> _EXERCISE DESCRIPTION_
Please report every line in the entries that contains the string "boolean".

> _DATASET EXTRACT_
· · · · ·

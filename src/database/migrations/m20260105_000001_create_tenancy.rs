use sea_orm_migration::prelude::*;

#[derive(DeriveMigrationName)]
pub struct Migration;

#[async_trait::async_trait]
impl MigrationTrait for Migration {
    async fn up(&self, manager: &SchemaManager) -> Result<(), DbErr> {
        manager
            .create_table(
                Table::create()
                    .table(Companies::Table)
                    .if_not_exists()
                    .col(
                        ColumnDef::new(Companies::Id)
                            .integer()
                            .not_null()
                            .auto_increment()
                            .primary_key(),
                    )
                    .col(ColumnDef::new(Companies::Name).string().not_null())
                    .col(ColumnDef::new(Companies::LogoUrl).string().null())
                    .col(ColumnDef::new(Companies::CreatedAt).timestamp_with_time_zone().not_null())
                    .to_owned(),
            )
            .await?;

        manager
            .create_table(
                Table::create()
                    .table(Users::Table)
                    .if_not_exists()
                    .col(
                        ColumnDef::new(Users::Id)
                            .integer()
                            .not_null()
                            .auto_increment()
                            .primary_key(),
                    )
                    .col(ColumnDef::new(Users::CompanyId).integer().null())
                    .col(ColumnDef::new(Users::Email).string().not_null().unique_key())
                    .col(ColumnDef::new(Users::PasswordHash).string().not_null())
                    .col(ColumnDef::new(Users::FirstName).string().null())
                    .col(ColumnDef::new(Users::LastName).string().null())
                    .col(ColumnDef::new(Users::Role).string().not_null().default("member"))
                    .col(ColumnDef::new(Users::IsActive).boolean().not_null().default(true))
                    .col(ColumnDef::new(Users::CreatedAt).timestamp_with_time_zone().not_null())
                    .col(ColumnDef::new(Users::UpdatedAt).timestamp_with_time_zone().not_null())
                    .col(ColumnDef::new(Users::LastLoginAt).timestamp_with_time_zone().null())
                    .foreign_key(
                        ForeignKey::create()
                            .name("fk_users_company_id")
                            .from(Users::Table, Users::CompanyId)
                            .to(Companies::Table, Companies::Id)
                            .on_delete(ForeignKeyAction::SetNull),
                    )
                    .to_owned(),
            )
            .await?;

        manager
            .create_table(
                Table::create()
                    .table(UserSessions::Table)
                    .if_not_exists()
                    .col(
                        ColumnDef::new(UserSessions::Id)
                            .integer()
                            .not_null()
                            .auto_increment()
                            .primary_key(),
                    )
                    .col(ColumnDef::new(UserSessions::SessionId).string().not_null().unique_key())
                    .col(ColumnDef::new(UserSessions::UserId).integer().not_null())
                    .col(ColumnDef::new(UserSessions::IsActive).boolean().not_null().default(true))
                    .col(ColumnDef::new(UserSessions::CreatedAt).timestamp_with_time_zone().not_null())
                    .col(ColumnDef::new(UserSessions::ExpiresAt).timestamp_with_time_zone().not_null())
                    .foreign_key(
                        ForeignKey::create()
                            .name("fk_user_sessions_user_id")
                            .from(UserSessions::Table, UserSessions::UserId)
                            .to(Users::Table, Users::Id)
                            .on_delete(ForeignKeyAction::Cascade),
                    )
                    .to_owned(),
            )
            .await?;

        Ok(())
    }

    async fn down(&self, manager: &SchemaManager) -> Result<(), DbErr> {
        manager
            .drop_table(Table::drop().table(UserSessions::Table).to_owned())
            .await?;
        manager
            .drop_table(Table::drop().table(Users::Table).to_owned())
            .await?;
        manager
            .drop_table(Table::drop().table(Companies::Table).to_owned())
            .await?;
        Ok(())
    }
}

#[derive(DeriveIden)]
pub enum Companies {
    Table,
    Id,
    Name,
    LogoUrl,
    CreatedAt,
}

#[derive(DeriveIden)]
pub enum Users {
    Table,
    Id,
    CompanyId,
    Email,
    PasswordHash,
    FirstName,
    LastName,
    Role,
    IsActive,
    CreatedAt,
    UpdatedAt,
    LastLoginAt,
}

#[derive(DeriveIden)]
enum UserSessions {
    Table,
    Id,
    SessionId,
    UserId,
    IsActive,
    CreatedAt,
    ExpiresAt,
}
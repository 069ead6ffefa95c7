pub mod auth;
pub mod comments;
pub mod companies;
pub mod health;
pub mod projects;
pub mod stage_files;
pub mod stages;
pub mod tasks;
pub mod templates;
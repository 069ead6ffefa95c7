use axum::{
    extract::{Path, State},
    http::StatusCode,
    response::Json,
};

use crate::errors::CoreResult;
use crate::server::app::AppState;
use crate::server::error::ApiJson;
use crate::server::extract::CompanyUser;
use crate::services::task_service::{
    CreateTaskRequest, RevisionRequest, TaskView, UpdateTaskRequest,
};
use crate::services::TaskService;

fn service(state: &AppState) -> TaskService {
    TaskService::new(state.db.clone(), state.mailer.clone())
}

#[utoipa::path(
    post,
    path = "/api/v1/stages/{id}/tasks",
    params(("id" = i32, Path, description = "Stage id")),
    request_body = CreateTaskRequest,
    responses(
        (status = 201, description = "Task assigned"),
        (status = 400, description = "Assignee is not a company member"),
        (status = 404, description = "Stage not found")
    )
)]
pub async fn create_task(
    State(state): State<AppState>,
    CompanyUser(actor): CompanyUser,
    Path(id): Path<i32>,
    ApiJson(payload): ApiJson<CreateTaskRequest>,
) -> CoreResult<(StatusCode, Json<TaskView>)> {
    let task = service(&state).create(&actor, id, payload).await?;
    Ok((StatusCode::CREATED, Json(task)))
}

#[utoipa::path(
    patch,
    path = "/api/v1/tasks/{id}",
    params(("id" = i32, Path, description = "Task id")),
    request_body = UpdateTaskRequest,
    responses(
        (status = 200, description = "Task updated"),
        (status = 403, description = "Only the assigner can edit"),
        (status = 404, description = "Task not found")
    )
)]
pub async fn update_task(
    State(state): State<AppState>,
    CompanyUser(actor): CompanyUser,
    Path(id): Path<i32>,
    ApiJson(payload): ApiJson<UpdateTaskRequest>,
) -> CoreResult<Json<TaskView>> {
    Ok(Json(service(&state).update(&actor, id, payload).await?))
}

#[utoipa::path(
    post,
    path = "/api/v1/tasks/{id}/complete",
    params(("id" = i32, Path, description = "Task id")),
    responses(
        (status = 200, description = "Task completed"),
        (status = 403, description = "Only the assignee can complete"),
        (status = 404, description = "Task not found")
    )
)]
pub async fn complete_task(
    State(state): State<AppState>,
    CompanyUser(actor): CompanyUser,
    Path(id): Path<i32>,
) -> CoreResult<Json<TaskView>> {
    Ok(Json(service(&state).complete(&actor, id).await?))
}

#[utoipa::path(
    post,
    path = "/api/v1/tasks/{id}/revision",
    params(("id" = i32, Path, description = "Task id")),
    request_body = RevisionRequest,
    responses(
        (status = 200, description = "Revision requested"),
        (status = 400, description = "Revision note missing"),
        (status = 403, description = "Only the assignee can request a revision")
    )
)]
pub async fn request_revision(
    State(state): State<AppState>,
    CompanyUser(actor): CompanyUser,
    Path(id): Path<i32>,
    ApiJson(payload): ApiJson<RevisionRequest>,
) -> CoreResult<Json<TaskView>> {
    Ok(Json(service(&state).request_revision(&actor, id, payload).await?))
}

#[utoipa::path(
    delete,
    path = "/api/v1/tasks/{id}",
    params(("id" = i32, Path, description = "Task id")),
    responses(
        (status = 204, description = "Task deleted"),
        (status = 403, description = "Only the assigner can delete"),
        (status = 409, description = "Completed tasks are kept")
    )
)]
pub async fn delete_task(
    State(state): State<AppState>,
    CompanyUser(actor): CompanyUser,
    Path(id): Path<i32>,
) -> CoreResult<StatusCode> {
    service(&state).delete(&actor, id).await?;
    Ok(StatusCode::NO_CONTENT)
}
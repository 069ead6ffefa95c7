use axum::{extract::State, http::StatusCode, response::Json};

use crate::database::entities::{factories, product_types, users};
use crate::errors::CoreResult;
use crate::server::app::AppState;
use crate::server::error::ApiJson;
use crate::server::extract::{CompanyUser, CurrentUser};
use crate::services::company_service::{
    CatalogEntryRequest, CompanyView, CreateCompanyRequest, CreateMemberRequest,
};
use crate::services::CompanyService;

fn service(state: &AppState) -> CompanyService {
    CompanyService::new(state.db.clone(), state.config.clone())
}

#[utoipa::path(
    post,
    path = "/api/v1/companies",
    request_body = CreateCompanyRequest,
    responses(
        (status = 201, description = "Company created and default templates seeded"),
        (status = 409, description = "Caller already belongs to a company")
    )
)]
pub async fn create_company(
    State(state): State<AppState>,
    CurrentUser(actor): CurrentUser,
    ApiJson(payload): ApiJson<CreateCompanyRequest>,
) -> CoreResult<(StatusCode, Json<CompanyView>)> {
    let company = service(&state).onboard(&actor, payload).await?;
    Ok((StatusCode::CREATED, Json(company)))
}

#[utoipa::path(
    get,
    path = "/api/v1/company",
    responses(
        (status = 200, description = "Caller's company with its members"),
        (status = 403, description = "NO_COMPANY when the caller has not onboarded")
    )
)]
pub async fn get_company(
    State(state): State<AppState>,
    CompanyUser(actor): CompanyUser,
) -> CoreResult<Json<CompanyView>> {
    Ok(Json(service(&state).current(&actor).await?))
}

#[utoipa::path(
    post,
    path = "/api/v1/company/users",
    request_body = CreateMemberRequest,
    responses(
        (status = 201, description = "Member created"),
        (status = 403, description = "Caller is not an admin"),
        (status = 409, description = "Email already registered")
    )
)]
pub async fn add_member(
    State(state): State<AppState>,
    CompanyUser(actor): CompanyUser,
    ApiJson(payload): ApiJson<CreateMemberRequest>,
) -> CoreResult<(StatusCode, Json<users::Model>)> {
    let user = service(&state).add_member(&actor, payload).await?;
    Ok((StatusCode::CREATED, Json(user)))
}

#[utoipa::path(
    get,
    path = "/api/v1/factories",
    responses((status = 200, description = "Company factories"))
)]
pub async fn list_factories(
    State(state): State<AppState>,
    CompanyUser(actor): CompanyUser,
) -> CoreResult<Json<Vec<factories::Model>>> {
    Ok(Json(service(&state).list_factories(&actor).await?))
}

#[utoipa::path(
    post,
    path = "/api/v1/factories",
    request_body = CatalogEntryRequest,
    responses(
        (status = 201, description = "Factory created"),
        (status = 409, description = "Name already used")
    )
)]
pub async fn create_factory(
    State(state): State<AppState>,
    CompanyUser(actor): CompanyUser,
    ApiJson(payload): ApiJson<CatalogEntryRequest>,
) -> CoreResult<(StatusCode, Json<factories::Model>)> {
    let factory = service(&state).create_factory(&actor, payload).await?;
    Ok((StatusCode::CREATED, Json(factory)))
}

#[utoipa::path(
    get,
    path = "/api/v1/product-types",
    responses((status = 200, description = "Company product types"))
)]
pub async fn list_product_types(
    State(state): State<AppState>,
    CompanyUser(actor): CompanyUser,
) -> CoreResult<Json<Vec<product_types::Model>>> {
    Ok(Json(service(&state).list_product_types(&actor).await?))
}

#[utoipa::path(
    post,
    path = "/api/v1/product-types",
    request_body = CatalogEntryRequest,
    responses(
        (status = 201, description = "Product type created"),
        (status = 409, description = "Name already used")
    )
)]
pub async fn create_product_type(
    State(state): State<AppState>,
    CompanyUser(actor): CompanyUser,
    ApiJson(payload): ApiJson<CatalogEntryRequest>,
) -> CoreResult<(StatusCode, Json<product_types::Model>)> {
    let product_type = service(&state).create_product_type(&actor, payload).await?;
    Ok((StatusCode::CREATED, Json(product_type)))
}
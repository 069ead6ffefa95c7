use sea_orm::entity::prelude::*;
use serde::{Deserialize, Serialize};

use crate::stage_data::UserIdList;

#[derive(Clone, Debug, PartialEq, DeriveEntityModel, Serialize, Deserialize)]
#[sea_orm(table_name = "stage_files")]
#[serde(rename_all = "camelCase")]
pub struct Model {
    #[sea_orm(primary_key)]
    pub id: i32,
    pub stage_id: i32,
    pub checklist_item_key: Option<String>,
    pub file_name: String,
    pub file_url: String,
    pub file_type: String,
    pub file_size: i64,
    pub uploaded_by: i32,
    pub version: i32,
    pub is_latest: bool,
    pub allowed_user_ids: Option<UserIdList>,
    pub created_at: ChronoDateTimeUtc,
}

#[derive(Copy, Clone, Debug, EnumIter, DeriveRelation)]
pub enum Relation {
    #[sea_orm(
        belongs_to = "super::stages::Entity",
        from = "Column::StageId",
        to = "super::stages::Column::Id",
        on_delete = "Cascade"
    )]
    Stages,
}

impl Related<super::stages::Entity> for Entity {
    fn to() -> RelationDef {
        Relation::Stages.def()
    }
}

impl ActiveModelBehavior for ActiveModel {}

impl Model {
    /// Files without an allow-list are visible to the whole company
    pub fn is_visible_to(&self, viewer_id: Option<i32>) -> bool {
        match &self.allowed_user_ids {
            None => true,
            Some(list) if list.is_empty() => true,
            Some(list) => viewer_id.map(|id| list.contains(id)).unwrap_or(false),
        }
    }
}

· · · · ·

> _COMPLETED TASK_
                    .col(ColumnDef::new(Users::IsActive).boolean().not_null().default(true))
                    .col(ColumnDef::new(UserSessions::IsActive).boolean().not_null().default(true))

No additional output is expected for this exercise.